24 January, 2010

Class re-cap: Advanced Glass Beads with Kimberely Adams

1st day's bounty

Advanced weeks are somewhat tricky for hosts: as we can only register the Tuesday before classes begin, we are limited to only those classes with space available. And during advanced week, this means we need to have a short list of several classes we're advanced enough to get into, most of which require specific previous experience. Fortunately, there were two open spaces in Kim Adams' lampwork class and both Conway and I managed to get in! It was a total dream. All day, from after breakfast to late at night, I did nothing (no, really, nothing) but work at regaining the skills that I let atrophy away in the past 2.5 years or so since I've been able to set up my torch. (Which was last used in the basement of Ken's Mom's Vermont home for two blissful and chilly months before being packed away in a box, where it currently still resides. Poor torch.)

So anyway, it was great to be able to stretch my glass muscles (not literally) and make my fingers remember how to gather, wind on, center, add stringer and dots, manipulate edges into the perfect dimple, etc. Kim's class was geared, of course, to the way more advanced bead maker, and she brought lots of far out expensive stuff for us to play with. I made a bead with fine silver wire melted around in in strings of tiny metal beads; beads with colored cubic zirconia shoved into their sizzling centers; and beads with silver tubing inserted into their 1/4" holes and then tamped down on the outside rims, making it seem as if the beads were made around a hollow silver mandrel and then magically detached. Other things I could have chosen to do was electroforming (involving painting my bead with some sort of copper and then lowering it into a container of blue fluid with a battery charger in it, which makes it look, er, different), or I could have fumigated my beads with either silver or gold something-or-other, adding a metallic sheen to the outsides. As you can tell, I mostly paid attention to the basic bead skills, enjoying greatly this new technique: scale beads. Ooh! Observe:
scale bead 3
Scale bead, worked from outsides in
Scale bead 2
scale bead 1, from the top
That last one is my absolute favorite. Conway's torch was stationed right next to mine, and I couldn't help but be influenced by his rapturous fascination with making hollow beads. I'd attempted a few of these in the past, with great beginner's luck, but because of my poor annealing set up in the Vermont basement, i hadn't done any since my first time at the Folk School which had to be at least 5 years ago. So my first few were failures, but one night towards the end of the week, I was talking to one of my best friends and fellow bead maker Lauren, who randomly said, "hey, make a hollow bead and stick one of those crystals on the fattest part," and so i did. And it worked!

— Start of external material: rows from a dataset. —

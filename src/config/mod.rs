pub mod loader;

use log::warn;
use serde::{Deserialize, Serialize};
use std::fs;
use std::path::{Path, PathBuf};

use crate::error::SlotError;
use crate::game;
use crate::layout;
use crate::symbols::{PayoutRule, Size};

#[derive(Debug, Clone, Default, PartialEq, Serialize, Deserialize)]
#[serde(default)]
pub struct Config {
    pub slot: SlotConfig,
    pub symbols: SymbolConfig,
}

impl Config {
    /// Rejects any setting the engine cannot lay out or score.
    pub fn validate(&self) -> Result<(), SlotError> {
        self.slot.validate()
    }
}

// Lines purchased for a spin and their price
#[derive(Debug, Clone, Copy, PartialEq, Eq, Serialize, Deserialize)]
pub struct BetOption {
    pub lines: usize,
    pub cost: u64,
}

// Machine shape, animation and wallet settings
#[derive(Debug, Clone, PartialEq, Serialize, Deserialize)]
#[serde(default)]
pub struct SlotConfig {
    pub canvas: Size,
    pub rows: usize,
    pub columns: usize,
    pub instance_size: Size,
    pub spacing: f32,
    pub extra_depth: usize,
    pub base_speed: f32,
    pub highlight_ticks: u32,
    pub multiplier: u32,
    pub starting_balance: u64,
    pub bets: Vec<BetOption>,
    pub seed: Option<u64>,
}

impl Default for SlotConfig {
    fn default() -> Self {
        Self {
            canvas: Size {
                width: game::CANVAS_WIDTH,
                height: game::CANVAS_HEIGHT,
            },
            rows: game::ROWS,
            columns: game::COLUMNS,
            instance_size: Size::square(game::INSTANCE_SIZE),
            spacing: game::SPACING,
            extra_depth: game::EXTRA_DEPTH,
            base_speed: game::BASE_SPEED,
            highlight_ticks: game::HIGHLIGHT_TICKS,
            multiplier: game::DEFAULT_MULTIPLIER,
            starting_balance: game::STARTING_BALANCE,
            bets: game::BET_TABLE
                .iter()
                .map(|&(lines, cost)| BetOption { lines, cost })
                .collect(),
            seed: None,
        }
    }
}

impl SlotConfig {
    pub fn validate(&self) -> Result<(), SlotError> {
        let canvas = self.canvas;
        if !(canvas.width.is_finite() && canvas.height.is_finite()) || canvas.width <= 0.0 || canvas.height <= 0.0 {
            return Err(SlotError::InvalidCanvas {
                width: canvas.width,
                height: canvas.height,
            });
        }

        if self.rows == 0 || self.columns == 0 {
            return Err(SlotError::InvalidShape {
                rows: self.rows,
                columns: self.columns,
            });
        }

        let size = self.instance_size;
        if !(size.width.is_finite() && size.height.is_finite()) || size.width <= 0.0 || size.height <= 0.0 {
            return Err(SlotError::InvalidInstanceSize {
                width: size.width,
                height: size.height,
            });
        }

        // Symbols must stack at a positive pitch or trimming never catches up
        if !self.spacing.is_finite()
            || size.width + self.spacing <= 0.0
            || size.height + self.spacing <= 0.0
        {
            return Err(SlotError::InvalidSpacing(self.spacing));
        }

        let grid_width = layout::extent(self.columns, size.width, self.spacing);
        let grid_height = layout::extent(self.rows, size.height, self.spacing);
        if grid_width > canvas.width || grid_height > canvas.height {
            return Err(SlotError::GridTooLarge {
                grid_width,
                grid_height,
                canvas_width: canvas.width,
                canvas_height: canvas.height,
            });
        }

        if !self.base_speed.is_finite() || self.base_speed <= 0.0 {
            return Err(SlotError::InvalidSpeed(self.base_speed));
        }

        if self.bets.is_empty() {
            return Err(SlotError::NoBets);
        }
        if let Some(index) = self.bets.iter().position(|bet| bet.lines == 0) {
            return Err(SlotError::ZeroLineBet { index });
        }

        Ok(())
    }
}

// Symbol assets and payout values
#[derive(Debug, Clone, PartialEq, Serialize, Deserialize)]
#[serde(default)]
pub struct SymbolConfig {
    pub names: Vec<String>,
    pub asset_dir: Option<PathBuf>,
    pub wildcard_value: u32,
    pub default_value: u32,
    pub max_value: u32,
    pub big_value_slots: usize,
}

impl Default for SymbolConfig {
    fn default() -> Self {
        let rule = PayoutRule::default();
        Self {
            names: game::DEFAULT_SYMBOL_NAMES
                .iter()
                .map(ToString::to_string)
                .collect(),
            asset_dir: None,
            wildcard_value: rule.wildcard_value,
            default_value: rule.default_value,
            max_value: rule.max_value,
            big_value_slots: rule.big_value_slots,
        }
    }
}

impl SymbolConfig {
    #[must_use]
    pub fn payout_rule(&self) -> PayoutRule {
        PayoutRule {
            wildcard_value: self.wildcard_value,
            default_value: self.default_value,
            max_value: self.max_value,
            big_value_slots: self.big_value_slots,
        }
    }

    /// Asset names, read from `asset_dir` when one is configured and readable.
    #[must_use]
    pub fn asset_names(&self) -> Vec<String> {
        let Some(dir) = &self.asset_dir else {
            return self.names.clone();
        };

        match scan_asset_dir(dir) {
            Ok(names) if !names.is_empty() => names,
            Ok(_) => {
                warn!("No assets in {}, using configured names", dir.display());
                self.names.clone()
            }
            Err(e) => {
                warn!("Failed to read assets from {}: {e}", dir.display());
                self.names.clone()
            }
        }
    }
}

// File stems of every regular file in `dir`, sorted
fn scan_asset_dir(dir: &Path) -> std::io::Result<Vec<String>> {
    let mut names = Vec::new();
    for entry in fs::read_dir(dir)? {
        let path = entry?.path();
        if !path.is_file() {
            continue;
        }
        if let Some(stem) = path.file_stem().and_then(|stem| stem.to_str()) {
            names.push(stem.to_string());
        }
    }
    names.sort();
    names.dedup();
    Ok(names)
}
#![warn(clippy::all, clippy::pedantic)]
#![allow(clippy::cast_precision_loss)]

use crate::reels::Grid;
use crate::symbols::Size;

/// Space left around the centered grid.
#[derive(Debug, Clone, Copy, PartialEq, Default)]
pub struct Margins {
    /// Height of the strips above and below the grid
    pub horizontal: f32,
    /// Width of the strips left and right of the grid
    pub vertical: f32,
}

impl Margins {
    /// Top edge of the grid window, where row 0 rests.
    #[must_use]
    pub fn top(&self) -> f32 {
        self.horizontal
    }

    /// Bottom edge of the grid window. Symbols whose top passes it are off-grid.
    #[must_use]
    pub fn lower_bound(&self, canvas: Size) -> f32 {
        canvas.height - self.horizontal
    }

    #[must_use]
    pub fn contains(&self, canvas: Size, x: f32, y: f32) -> bool {
        x >= self.vertical
            && x <= canvas.width - self.vertical
            && y >= self.horizontal
            && y <= canvas.height - self.horizontal
    }
}

/// Extent of `count` symbols laid out with `spacing` between them.
#[must_use]
pub fn extent(count: usize, side: f32, spacing: f32) -> f32 {
    if count == 0 {
        0.0
    } else {
        count as f32 * side + (count - 1) as f32 * spacing
    }
}

#[must_use]
pub fn margins(canvas: Size, columns: usize, rows: usize, instance_size: Size, spacing: f32) -> Margins {
    Margins {
        horizontal: (canvas.height - extent(rows, instance_size.height, spacing)) / 2.0,
        vertical: (canvas.width - extent(columns, instance_size.width, spacing)) / 2.0,
    }
}

/// Places every symbol of `grid` on the canvas and returns the margins.
///
/// The bottom `target_rows` symbols of each column fill the centered window;
/// any extra symbols of a rolling column stack upwards above it.
pub fn position(grid: &mut Grid, canvas: Size, target_rows: usize, instance_size: Size, spacing: f32) -> Margins {
    let margins = margins(canvas, grid.len(), target_rows, instance_size, spacing);
    let pitch_x = instance_size.width + spacing;
    let pitch_y = instance_size.height + spacing;

    for (c, column) in grid.iter_mut().enumerate() {
        let x = margins.vertical + c as f32 * pitch_x;
        let overflow = column.len() as f32 - target_rows as f32;

        for (r, instance) in column.iter_mut().enumerate() {
            instance.position.x = x;
            instance.position.y = margins.horizontal + (r as f32 - overflow) * pitch_y;
            instance.size = instance_size;
        }
    }

    margins
}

I made a hollow bead! And it has a cubic zirconium embedded on it. Yay for improving skills.

Aw yeah. Here are some other beauties from the week:
1st day's bounty, cleaned
Traded these beads for over 25 fat quarters of fabric
dot practice
Rainbow dots: I need to practice dot uniformity.
Random bead lesson: how to make a dancing man with dot cloaking
bicone practice
dot practice
Two beauties that I sold

I'm very happy with them, but most of all I'm pleased to have gotten such a great week of bead-making boot camp. I feel like I'm back in the game. Which is great, because one week from today, I'll be in Tony Prince's Free-Form Flamework class! I've been looking forward to taking Tony's class again for years. But before we get there, I've got a dreamy week of feltmaking to complete. I know, I know: my life is awesome.